It shares the same back-end electronics as the ROB under testing, as well as an extended version of the control software used in the commissioning, which has been contributed as part of this thesis.
Further details about the DAQ system and software are given in the following sections.
The main functionality of the FE-Tester is the injection of calibrated charge pulses into the \num{2048} PACIFIC channels of the examined ROB.
It is thus possible to verify the functioning of each channel by comparing the detected signal amplitude with the expected value, as well as evaluating the noise level.
In addition, the FE-Tester allows for the independent charge injection into selected channels, thereby enabling the detection of short-circuited channels.
The connection to the PACIFIC channels is established via the same 80-pins, \qty{0.5}{\milli\meter} pitch connectors used for connecting the SiPM arrays (see \cref{sec:sipm}).
However, defects of these high density connectors are to be expected after about \num{50} mating cycles.
Therefore, an interconnected adapter board (connector saver) is utilised to allow for the testing of the larger number of ROBs.
Besides from the main test sequence involving the charge injection from the FE-Tester, each ROB is subject to a series of further checks while being mounted on the test stand.
These include the reading of hardware IDs of the individual components like GBTX and SCA ASICs.
By comparing them with the expected values as stored in a database during the assembly of the ROB, it is assured that only intended boards and components are used.
Furthermore, the ROBs are prepared for the following commissioning on the C-Frame by programming the FPGAs with later firmware versions, while also testing the programming functionality itself.
The commissioning preparations also include a (pre-)calibration of the temperature and voltage monitoring circuits.
Further details can be found in \cref{sec:temperatures,sec:hv-calibration}.
After a ROB passed the complete test procedure, it undergoes an optical inspection and cleaning of the VTRx and VTTx modules before being cleared for the commissioning.
\Vref{fig:robs-on-cframe} shows a photograph of six ROBs that have been mounted on a \cframe{} after passing the tests on the FE-Tester.
\begin{figure}
\centering
\includegraphics[width=1.0\textwidth]{figures/commissioning/ROBs_on_Cframe}
\caption{
Photograph of six ROBs mounted on the bottom half of a \cframe{} and ready to be commissioned.
}
\label{fig:robs-on-cframe}
\end{figure}
\section{Commissioning Setup}
\label{sec:commissioning-setup}
As discussed previously, the commissioning of the SciFi front-end electronics is performed directly following the assembly of each \cframe{}.

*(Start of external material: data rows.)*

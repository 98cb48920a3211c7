//! In-memory versioned store implementing [`RemoteClient`].
//!
//! Behaves like a well-behaved server: every accepted write gets a fresh
//! version, stale preconditions are rejected, and unchanged GETs are
//! reported as such. It can also be taken offline, and responses can be held
//! back to observe operations while they are in flight.

use std::collections::HashMap;
use std::sync::atomic::{AtomicBool, AtomicU64, AtomicUsize, Ordering};
use std::sync::{Mutex, MutexGuard};

use async_trait::async_trait;
use tokio::sync::watch;
use tracing::debug;

use super::{GetOutcome, Precondition, PutOutcome, RemoteClient, RemoteContent};
use crate::errors::RemoteError;
use crate::models::Node;

#[derive(Debug, Clone)]
struct Record {
    version: String,
    content_type: String,
    content: String,
}

/// A request seen by the fake, in arrival order.
#[derive(Debug, Clone, PartialEq, Eq)]
pub enum Request {
    Get {
        path: String,
        if_none_match: Option<String>,
    },
    Put {
        path: String,
        content: String,
        precondition: Precondition,
    },
}

/// In-memory remote store.
pub struct FakeRemote {
    records: Mutex<HashMap<String, Record>>,
    requests: Mutex<Vec<Request>>,
    next_version: AtomicU64,
    offline: AtomicBool,
    in_flight: AtomicUsize,
    max_in_flight: AtomicUsize,
    hold: watch::Sender<bool>,
}

impl Default for FakeRemote {
    fn default() -> Self {
        Self::new()
    }
}

impl FakeRemote {
    pub fn new() -> Self {
        let (hold, _) = watch::channel(false);
        Self {
            records: Mutex::new(HashMap::new()),
            requests: Mutex::new(Vec::new()),
            next_version: AtomicU64::new(1),
            offline: AtomicBool::new(false),
            in_flight: AtomicUsize::new(0),
            max_in_flight: AtomicUsize::new(0),
            hold,
        }
    }

    /// Make every request fail with a transport error until brought back.
    pub fn set_offline(&self, offline: bool) {
        self.offline.store(offline, Ordering::SeqCst);
    }

    /// Keep requests waiting after they arrive until [`release`](Self::release).
    pub fn hold(&self) {
        self.hold.send_replace(true);
    }

    /// Let held requests complete.
    pub fn release(&self) {
        self.hold.send_replace(false);
    }

    /// Write directly to the store, as another device would.
    ///
    /// Returns the new version.
    pub fn write(&self, path: &str, content: &str, content_type: &str) -> String {
        let version = self.mint_version();
        self.records().insert(
            path.to_string(),
            Record {
                version: version.clone(),
                content_type: content_type.to_string(),
                content: content.to_string(),
            },
        );
        version
    }

    /// Current content at `path`.
    pub fn content(&self, path: &str) -> Option<String> {
        self.records().get(path).map(|r| r.content.clone())
    }

    /// Current version at `path`.
    pub fn version(&self, path: &str) -> Option<String> {
        self.records().get(path).map(|r| r.version.clone())
    }

    /// Every request received so far.
    pub fn requests(&self) -> Vec<Request> {
        lock(&self.requests).clone()
    }

    /// Number of GETs received.
    pub fn get_count(&self) -> usize {
        self.requests()
            .iter()
            .filter(|r| matches!(r, Request::Get { .. }))
            .count()
    }

    /// Number of PUTs received.
    pub fn put_count(&self) -> usize {
        self.requests()
            .iter()
            .filter(|r| matches!(r, Request::Put { .. }))
            .count()
    }

    /// Requests currently being served.
    pub fn in_flight(&self) -> usize {
        self.in_flight.load(Ordering::SeqCst)
    }

    /// Highest number of requests ever served at once.
    pub fn max_in_flight(&self) -> usize {
        self.max_in_flight.load(Ordering::SeqCst)
    }

    fn records(&self) -> MutexGuard<'_, HashMap<String, Record>> {
        lock(&self.records)
    }

    fn mint_version(&self) -> String {
        format!("v{}", self.next_version.fetch_add(1, Ordering::SeqCst))
    }

    async fn enter(&self, request: Request) -> Result<InFlight<'_>, RemoteError> {
        lock(&self.requests).push(request);
        let now = self.in_flight.fetch_add(1, Ordering::SeqCst) + 1;
        self.max_in_flight.fetch_max(now, Ordering::SeqCst);
        let guard = InFlight(&self.in_flight);

        let mut rx = self.hold.subscribe();
        // The sender lives in `self`, so the channel cannot close here.
        let _ = rx.wait_for(|held| !*held).await;

        if self.offline.load(Ordering::SeqCst) {
            return Err(RemoteError::Unreachable("fake remote is offline".into()));
        }
        Ok(guard)
    }
}

struct InFlight<'a>(&'a AtomicUsize);

impl Drop for InFlight<'_> {
    fn drop(&mut self) {
        self.0.fetch_sub(1, Ordering::SeqCst);
    }
}

fn lock<T>(m: &Mutex<T>) -> MutexGuard<'_, T> {
    m.lock().unwrap_or_else(|poisoned| poisoned.into_inner())
}

#[async_trait]
impl RemoteClient for FakeRemote {
    async fn get(
        &self,
        path: &str,
        if_none_match: Option<&str>,
    ) -> Result<GetOutcome, RemoteError> {
        let _guard = self
            .enter(Request::Get {
                path: path.to_string(),
                if_none_match: if_none_match.map(str::to_string),
            })
            .await?;

        let record = self.records().get(path).cloned();
        let outcome = match record {
            None => GetOutcome::NotFound,
            Some(r) if Some(r.version.as_str()) == if_none_match => GetOutcome::Unchanged,
            Some(r) => GetOutcome::Fetched {
                node: Node::confirmed(r.version, r.content_type),
                content: RemoteContent::ready(r.content),
            },
        };
        debug!(path, ?outcome, "fake get");
        Ok(outcome)
    }

    async fn put(
        &self,
        path: &str,
        content: &str,
        content_type: &str,
        precondition: Precondition,
    ) -> Result<PutOutcome, RemoteError> {
        let _guard = self
            .enter(Request::Put {
                path: path.to_string(),
                content: content.to_string(),
                precondition: precondition.clone(),
            })
            .await?;

        let mut records = self.records();
        let current = records.get(path).map(|r| r.version.clone());
        let accepted = match (&precondition, current.as_deref()) {
            (Precondition::None, _) => true,
            (Precondition::IfMatch(expected), Some(actual)) => expected == actual,
            (Precondition::IfMatch(_), None) => false,
            (Precondition::IfAbsent, current) => current.is_none(),
        };
        if !accepted {
            debug!(path, ?precondition, current = ?current, "fake put rejected");
            return Ok(PutOutcome::Conflict);
        }

        let version = self.mint_version();
        records.insert(
            path.to_string(),
            Record {
                version: version.clone(),
                content_type: content_type.to_string(),
                content: content.to_string(),
            },
        );
        debug!(path, version = %version, "fake put stored");
        Ok(PutOutcome::Stored(Node::confirmed(version, content_type)))
    }
}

It is carried out in one of two available commissioning slots in the back part of the SciFi assembly hall, close to the infrastructure needed for that purpose.
Depending on the tracking station, each \cframe{} comprises up to \num{24} ROBs that are commissioned at once\footnote{Some commissioning steps cannot be done in parallel for all ROBs, but are performed in two iterations as discussed in the following sections.}.
All the ROBs have been examined using the two FE-Tester setups prior to being mounted.
The aim of the commissioning is to ensure the functionality of the ROBs on the \cframe{} within their final configuration of connected power cables, optical fibres, LIS and SiPMs.
The connection of the SiPM arrays is an especially delicate operation due to the high density connectors.
In the assembly slots, easy access to the different components is provided in case of detected defects during the commissioning.
Afterwards, the \cframes{} are moved to the TS-Cage and transported as a whole to the LHCb cavern, which has been found to be a gentle process in previous (test) transports.
During the commissioning, the ROBs are already referenced by their location within the final detector.
The location identifier (ID) is composed of the station number $\text{T} = [1,2,3]$, layer within the station $\text{L} = [0,1,2,3]$, quadrant within the layer $\text{Q} = [0,1,2,3]$, and module within the quadrant $\text{M} = [0,1,...,5]$.
Note that the module number only ranges from 0 to 4 for T1 and T2.
The naming convention, as well as the position of an exemplary ROB with location ID T3L2Q3M2, is illustrated in \vref{fig:naming}.
During the commissioning, the location ID of the ROB is often appended with additional information to further localise a component or a problem.
As outlined in \cref{sec:c-frames}, each \cframe{} comprises two layers with two quadrants each.
Thus, it is common to also refer to the \cframes{} in terms of T, L and Q (e.g. T3L23Q13).
\begin{figure}
\centering
\includegraphics[width=1.0\textwidth]{figures/commissioning/SciFi_Naming}
\caption{
Schematic view of the \scifitracker{} with the naming convention overlaid.
An example ROB and its location identifier is highlighted in red.
Distances between the layers (L) and stations (T) are exaggerated for better visibility.
The inner layers per station (L1 \& L2) are tilted by \qty{\pm 5}{\degree} to obtain the $y$-coordinate of detected hits.
}
\label{fig:naming}
\end{figure}
\subsection{Infrastructure}
\label{sec:commissioning-infrastructure}
The infrastructure used for the commissioning represents a subset of the final system.
It consists of a MARATON power supply that delivers the low voltage for the front-end boards.
With 12 output channels set to \qty{8}{\volt}, two ROBs are powered by one channel.
The SiPM channels are biased by three CAEN modules of type A1539BP inside a SY4527 crate (see \cref{sec:hv}).
Each of the 96 available HV channels power four neighbouring SiPM arrays corresponding to one fibre mat.
The front-end electronics are cooled by a portable water chiller that provides a water flow of \qty{2.5}{\liter/\minute} at \qty{20}{\celsius} to each quadrant.
A Novec cooling plant is located next to the LV and HV power supplies on the mezzanine floor in the back part of the assembly hall.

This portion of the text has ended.